» **Assignment**: Take the lines below between the one holding "let first = word.hash(12);" and the one holding "for word in 0u32..1024", inclusive, and copy them exactly. Add nothing.

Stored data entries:
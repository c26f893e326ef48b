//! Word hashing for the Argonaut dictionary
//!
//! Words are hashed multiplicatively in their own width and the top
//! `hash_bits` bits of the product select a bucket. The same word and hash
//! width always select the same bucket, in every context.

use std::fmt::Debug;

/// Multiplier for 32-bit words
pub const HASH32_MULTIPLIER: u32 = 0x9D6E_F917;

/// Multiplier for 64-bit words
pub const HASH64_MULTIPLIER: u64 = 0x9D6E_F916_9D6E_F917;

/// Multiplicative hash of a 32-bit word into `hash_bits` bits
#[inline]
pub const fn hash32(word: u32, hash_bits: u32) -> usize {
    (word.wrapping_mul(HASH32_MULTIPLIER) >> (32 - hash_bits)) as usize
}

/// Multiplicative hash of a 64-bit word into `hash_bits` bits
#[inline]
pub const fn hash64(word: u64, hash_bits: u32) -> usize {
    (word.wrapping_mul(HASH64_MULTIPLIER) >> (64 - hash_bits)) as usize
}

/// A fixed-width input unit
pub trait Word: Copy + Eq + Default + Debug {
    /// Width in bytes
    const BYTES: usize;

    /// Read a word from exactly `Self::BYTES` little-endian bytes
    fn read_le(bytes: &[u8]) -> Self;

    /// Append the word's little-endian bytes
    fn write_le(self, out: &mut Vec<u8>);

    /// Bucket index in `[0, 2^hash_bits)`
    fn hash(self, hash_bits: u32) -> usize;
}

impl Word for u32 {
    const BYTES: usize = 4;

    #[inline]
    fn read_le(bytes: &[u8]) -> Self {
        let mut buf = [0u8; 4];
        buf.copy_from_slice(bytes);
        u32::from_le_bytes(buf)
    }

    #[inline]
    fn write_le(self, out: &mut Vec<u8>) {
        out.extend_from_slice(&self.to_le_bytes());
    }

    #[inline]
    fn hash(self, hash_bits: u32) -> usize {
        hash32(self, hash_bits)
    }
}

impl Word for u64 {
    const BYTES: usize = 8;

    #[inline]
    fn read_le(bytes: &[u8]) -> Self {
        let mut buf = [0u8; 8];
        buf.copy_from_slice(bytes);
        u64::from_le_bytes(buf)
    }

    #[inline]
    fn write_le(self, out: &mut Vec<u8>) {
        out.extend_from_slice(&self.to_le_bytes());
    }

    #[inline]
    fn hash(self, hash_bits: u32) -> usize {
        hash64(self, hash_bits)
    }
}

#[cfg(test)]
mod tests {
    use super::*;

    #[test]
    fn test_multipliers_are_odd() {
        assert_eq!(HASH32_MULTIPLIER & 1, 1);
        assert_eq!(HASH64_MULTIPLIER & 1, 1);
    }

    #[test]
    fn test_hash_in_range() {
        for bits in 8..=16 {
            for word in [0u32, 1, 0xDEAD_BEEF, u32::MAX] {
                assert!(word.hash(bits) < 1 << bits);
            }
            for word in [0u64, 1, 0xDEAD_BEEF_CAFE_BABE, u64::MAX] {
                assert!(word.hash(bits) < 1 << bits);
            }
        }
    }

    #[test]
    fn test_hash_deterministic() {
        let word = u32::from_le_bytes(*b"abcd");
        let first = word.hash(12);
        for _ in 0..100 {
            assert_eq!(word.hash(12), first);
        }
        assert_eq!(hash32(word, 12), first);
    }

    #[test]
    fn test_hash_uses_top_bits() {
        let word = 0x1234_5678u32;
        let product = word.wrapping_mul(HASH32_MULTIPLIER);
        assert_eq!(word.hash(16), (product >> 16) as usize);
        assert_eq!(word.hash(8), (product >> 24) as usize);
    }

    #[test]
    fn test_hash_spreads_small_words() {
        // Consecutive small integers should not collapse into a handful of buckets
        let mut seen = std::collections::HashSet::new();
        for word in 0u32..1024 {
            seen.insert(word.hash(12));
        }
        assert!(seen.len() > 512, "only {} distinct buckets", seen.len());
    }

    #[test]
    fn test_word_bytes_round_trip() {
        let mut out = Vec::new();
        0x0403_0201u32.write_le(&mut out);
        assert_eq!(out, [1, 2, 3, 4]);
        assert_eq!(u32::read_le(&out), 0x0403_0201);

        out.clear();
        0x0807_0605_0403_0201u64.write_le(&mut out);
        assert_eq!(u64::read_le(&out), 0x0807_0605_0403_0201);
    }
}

* * *

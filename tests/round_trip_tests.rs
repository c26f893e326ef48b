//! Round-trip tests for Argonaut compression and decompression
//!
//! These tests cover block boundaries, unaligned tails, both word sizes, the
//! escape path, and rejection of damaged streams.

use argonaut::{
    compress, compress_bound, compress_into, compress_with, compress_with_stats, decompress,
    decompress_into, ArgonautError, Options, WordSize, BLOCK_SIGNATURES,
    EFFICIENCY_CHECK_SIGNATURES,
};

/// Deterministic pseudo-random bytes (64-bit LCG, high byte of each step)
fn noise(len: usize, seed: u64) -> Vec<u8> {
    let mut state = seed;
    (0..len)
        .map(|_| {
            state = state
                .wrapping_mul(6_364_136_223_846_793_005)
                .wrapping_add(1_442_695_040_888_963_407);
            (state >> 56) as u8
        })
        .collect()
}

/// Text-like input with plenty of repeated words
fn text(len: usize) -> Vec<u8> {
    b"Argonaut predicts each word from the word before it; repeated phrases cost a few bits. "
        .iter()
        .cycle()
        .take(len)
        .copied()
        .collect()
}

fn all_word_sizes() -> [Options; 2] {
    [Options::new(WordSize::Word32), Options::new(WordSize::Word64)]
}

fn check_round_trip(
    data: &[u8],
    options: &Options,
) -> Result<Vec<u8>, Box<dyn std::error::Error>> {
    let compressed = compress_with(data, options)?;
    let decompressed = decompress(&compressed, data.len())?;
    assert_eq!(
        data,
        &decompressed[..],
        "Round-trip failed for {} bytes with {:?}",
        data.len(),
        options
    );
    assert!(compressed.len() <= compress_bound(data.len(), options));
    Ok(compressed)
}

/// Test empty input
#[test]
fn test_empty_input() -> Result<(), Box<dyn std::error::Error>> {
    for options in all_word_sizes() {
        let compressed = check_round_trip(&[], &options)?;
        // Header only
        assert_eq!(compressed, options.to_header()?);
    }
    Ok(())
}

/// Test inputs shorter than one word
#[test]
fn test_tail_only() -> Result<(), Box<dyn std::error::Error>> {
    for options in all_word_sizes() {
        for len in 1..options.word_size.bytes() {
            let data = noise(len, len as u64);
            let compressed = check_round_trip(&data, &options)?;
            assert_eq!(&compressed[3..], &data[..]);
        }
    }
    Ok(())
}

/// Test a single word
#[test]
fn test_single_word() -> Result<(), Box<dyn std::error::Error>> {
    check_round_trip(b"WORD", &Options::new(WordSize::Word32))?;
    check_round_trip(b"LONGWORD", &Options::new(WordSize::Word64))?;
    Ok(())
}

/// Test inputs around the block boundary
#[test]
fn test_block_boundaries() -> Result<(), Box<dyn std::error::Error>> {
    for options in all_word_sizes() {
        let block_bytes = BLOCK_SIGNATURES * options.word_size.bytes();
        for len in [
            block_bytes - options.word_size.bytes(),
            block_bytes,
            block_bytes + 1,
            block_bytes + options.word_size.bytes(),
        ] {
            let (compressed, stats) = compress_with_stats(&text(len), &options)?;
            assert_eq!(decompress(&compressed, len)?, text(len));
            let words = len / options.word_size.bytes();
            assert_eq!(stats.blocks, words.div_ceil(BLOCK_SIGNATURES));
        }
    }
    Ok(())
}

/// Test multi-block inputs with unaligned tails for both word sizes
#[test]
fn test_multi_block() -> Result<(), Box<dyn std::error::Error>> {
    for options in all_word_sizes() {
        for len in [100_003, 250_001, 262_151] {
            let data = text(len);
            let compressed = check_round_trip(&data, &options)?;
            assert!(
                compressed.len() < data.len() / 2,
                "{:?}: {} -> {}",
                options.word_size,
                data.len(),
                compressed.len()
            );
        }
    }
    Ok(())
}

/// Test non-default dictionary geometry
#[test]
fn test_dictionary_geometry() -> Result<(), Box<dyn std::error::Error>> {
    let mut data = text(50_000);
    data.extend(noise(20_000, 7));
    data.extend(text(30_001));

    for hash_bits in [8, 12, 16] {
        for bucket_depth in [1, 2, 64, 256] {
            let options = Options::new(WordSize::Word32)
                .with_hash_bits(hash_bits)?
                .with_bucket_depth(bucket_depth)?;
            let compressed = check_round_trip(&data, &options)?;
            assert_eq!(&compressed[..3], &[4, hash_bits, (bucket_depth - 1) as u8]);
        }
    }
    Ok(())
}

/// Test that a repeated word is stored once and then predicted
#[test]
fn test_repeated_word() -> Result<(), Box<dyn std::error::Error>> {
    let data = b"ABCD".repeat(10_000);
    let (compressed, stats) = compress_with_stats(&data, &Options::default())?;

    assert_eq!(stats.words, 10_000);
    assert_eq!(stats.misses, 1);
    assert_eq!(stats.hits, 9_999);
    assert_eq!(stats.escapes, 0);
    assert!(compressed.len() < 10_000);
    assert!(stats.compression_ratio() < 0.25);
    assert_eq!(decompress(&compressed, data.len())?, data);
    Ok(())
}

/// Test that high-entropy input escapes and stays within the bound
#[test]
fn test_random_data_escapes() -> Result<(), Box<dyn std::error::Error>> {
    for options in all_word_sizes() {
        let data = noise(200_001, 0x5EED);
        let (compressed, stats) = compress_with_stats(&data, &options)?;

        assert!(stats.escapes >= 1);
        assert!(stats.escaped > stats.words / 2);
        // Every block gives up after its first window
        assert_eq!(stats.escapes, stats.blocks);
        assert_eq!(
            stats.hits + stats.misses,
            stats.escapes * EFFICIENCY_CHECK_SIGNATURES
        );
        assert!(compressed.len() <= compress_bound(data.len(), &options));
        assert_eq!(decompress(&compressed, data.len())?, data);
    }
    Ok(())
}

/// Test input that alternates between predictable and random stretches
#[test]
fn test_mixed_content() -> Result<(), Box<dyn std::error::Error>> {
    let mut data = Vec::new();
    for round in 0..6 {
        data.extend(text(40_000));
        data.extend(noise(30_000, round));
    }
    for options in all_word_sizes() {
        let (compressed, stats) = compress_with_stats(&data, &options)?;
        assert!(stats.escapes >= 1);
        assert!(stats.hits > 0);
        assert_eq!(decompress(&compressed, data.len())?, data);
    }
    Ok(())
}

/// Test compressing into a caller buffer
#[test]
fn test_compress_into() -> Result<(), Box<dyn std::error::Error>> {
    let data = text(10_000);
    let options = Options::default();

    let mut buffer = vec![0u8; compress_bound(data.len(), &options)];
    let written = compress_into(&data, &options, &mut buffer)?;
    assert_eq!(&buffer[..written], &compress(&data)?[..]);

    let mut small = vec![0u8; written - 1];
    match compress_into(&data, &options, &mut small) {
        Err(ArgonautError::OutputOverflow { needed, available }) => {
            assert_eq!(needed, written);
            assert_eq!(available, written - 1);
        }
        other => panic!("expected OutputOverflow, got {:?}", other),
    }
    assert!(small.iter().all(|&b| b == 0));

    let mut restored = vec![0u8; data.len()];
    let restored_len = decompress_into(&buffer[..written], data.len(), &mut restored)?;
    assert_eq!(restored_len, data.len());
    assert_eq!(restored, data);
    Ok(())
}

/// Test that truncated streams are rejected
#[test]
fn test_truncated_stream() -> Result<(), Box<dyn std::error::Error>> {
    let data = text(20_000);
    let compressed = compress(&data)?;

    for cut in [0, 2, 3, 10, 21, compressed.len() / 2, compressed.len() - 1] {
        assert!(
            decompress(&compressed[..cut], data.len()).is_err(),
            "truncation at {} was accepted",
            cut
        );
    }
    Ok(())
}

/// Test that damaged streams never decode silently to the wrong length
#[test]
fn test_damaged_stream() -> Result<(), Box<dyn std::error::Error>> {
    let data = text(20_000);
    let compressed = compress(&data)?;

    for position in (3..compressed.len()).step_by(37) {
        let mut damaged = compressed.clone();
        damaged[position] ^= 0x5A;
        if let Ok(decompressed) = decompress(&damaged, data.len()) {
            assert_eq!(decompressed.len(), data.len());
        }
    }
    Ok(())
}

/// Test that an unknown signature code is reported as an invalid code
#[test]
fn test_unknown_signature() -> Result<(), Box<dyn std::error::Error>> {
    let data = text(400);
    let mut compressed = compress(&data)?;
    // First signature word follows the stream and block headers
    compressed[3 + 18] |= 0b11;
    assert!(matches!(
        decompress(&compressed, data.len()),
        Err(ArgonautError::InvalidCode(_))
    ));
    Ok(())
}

» **Task solution**:
        let first = word.hash(12);
        for _ in 0..100 {
            assert_eq!(word.hash(12), first);
        }
        assert_eq!(hash32(word, 12), first);
    }

    #[test]
    fn test_hash_uses_top_bits() {
        let word = 0x1234_5678u32;
        let product = word.wrapping_mul(HASH32_MULTIPLIER);
        assert_eq!(word.hash(16), (product >> 16) as usize);
        assert_eq!(word.hash(8), (product >> 24) as usize);
    }

    #[test]
    fn test_hash_spreads_small_words() {
        // Consecutive small integers should not collapse into a handful of buckets
        let mut seen = std::collections::HashSet::new();
        for word in 0u32..1024 {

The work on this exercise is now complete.